--- START ---
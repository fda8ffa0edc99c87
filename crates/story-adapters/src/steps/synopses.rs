//! Paso 5: sinopsis extendida por personaje (≥ 300 palabras cada una).

use once_cell::sync::Lazy;
use serde_json::Value;
use story_core::hashing::hash_str;
use story_core::{lenient_json, EngineError, ParsedPayload, PromptBundle, StepContext, StepDefinition, StepPlan,
                 ValidationReport};
use story_domain::{word_count, CharacterRoster, CharacterSynopses};

use super::util::{normalize, shape_issue, with_guidance};

/// Mínimo de palabras por sinopsis de personaje.
pub const MIN_SYNOPSIS_WORDS: usize = 300;

const SYSTEM: &str = "You are a story development assistant. You tell the whole story from each character's point of \
                      view. Respond with a single JSON object and nothing else.";

const USER_TEMPLATE: &str = "Principal cast:\n{characters}\n\nFor every character above, write a synopsis of the full \
                             story from their point of view, at least 300 words each, using the exact same names. \
                             Respond with JSON:\n{\"character_synopses\": [{\"name\": \"...\", \"synopsis\": \
                             \"...\"}]}";

static PROMPT_VERSION: Lazy<String> = Lazy::new(|| hash_str(&format!("{SYSTEM}\n{USER_TEMPLATE}")));

#[derive(Debug, Default)]
pub struct CharacterSynopsesStep;

impl StepDefinition for CharacterSynopsesStep {
    fn prompt_version(&self) -> &str {
        &PROMPT_VERSION
    }

    fn plan(&self, ctx: &StepContext) -> Result<StepPlan, EngineError> {
        let roster = ctx.parent_typed::<CharacterRoster>(3)?;
        let characters = roster.characters
                               .iter()
                               .map(|c| format!("- {} ({}): {}", c.name, c.role, c.arc))
                               .collect::<Vec<_>>()
                               .join("\n");
        let user = USER_TEMPLATE.replace("{characters}", &characters);
        Ok(StepPlan::Single { prompt: PromptBundle { system: SYSTEM.to_string(),
                                                     user: with_guidance(user, ctx) } })
    }

    fn parse(&self, raw: &str) -> ParsedPayload {
        normalize::<CharacterSynopses>(lenient_json(raw))
    }

    fn validate(&self, payload: &Value, ctx: &StepContext) -> ValidationReport {
        let mut report = ValidationReport::ok();
        let Some(synopses) = shape_issue::<CharacterSynopses>(payload, &mut report, "character synopses") else {
            return report;
        };
        if let Ok(roster) = ctx.parent_typed::<CharacterRoster>(3) {
            for character in &roster.characters {
                if !synopses.character_synopses.iter().any(|s| s.name == character.name) {
                    report.push("cardinality",
                                format!("no synopsis for character '{}'", character.name),
                                format!("add a synopsis entry named exactly '{}'", character.name));
                }
            }
            for synopsis in &synopses.character_synopses {
                if !roster.contains(&synopsis.name) {
                    report.push("unknown_character",
                                format!("synopsis names unknown character '{}'", synopsis.name),
                                "use only the names from the principal cast");
                }
            }
        }
        for synopsis in &synopses.character_synopses {
            let words = word_count(&synopsis.synopsis);
            if words < MIN_SYNOPSIS_WORDS {
                report.push("word_count",
                            format!("synopsis for '{}' has {words} words, the minimum is {MIN_SYNOPSIS_WORDS}",
                                    synopsis.name),
                            format!("expand the synopsis for '{}' to at least {MIN_SYNOPSIS_WORDS} words",
                                    synopsis.name));
            }
        }
        report
    }

    fn render_text(&self, payload: &Value) -> Option<String> {
        let synopses: CharacterSynopses = serde_json::from_value(payload.clone()).ok()?;
        Some(synopses.character_synopses
                     .iter()
                     .map(|s| format!("== {} ==\n{}", s.name, s.synopsis))
                     .collect::<Vec<_>>()
                     .join("\n\n"))
    }
}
--- END ---
● **The problem**
For this exercise, return every line from the data that holds the string "else".

● **Response to the task**
                      view. Respond with a single JSON object and nothing else.";
        let Some(synopses) = shape_issue::<CharacterSynopses>(payload, &mut report, "character synopses") else {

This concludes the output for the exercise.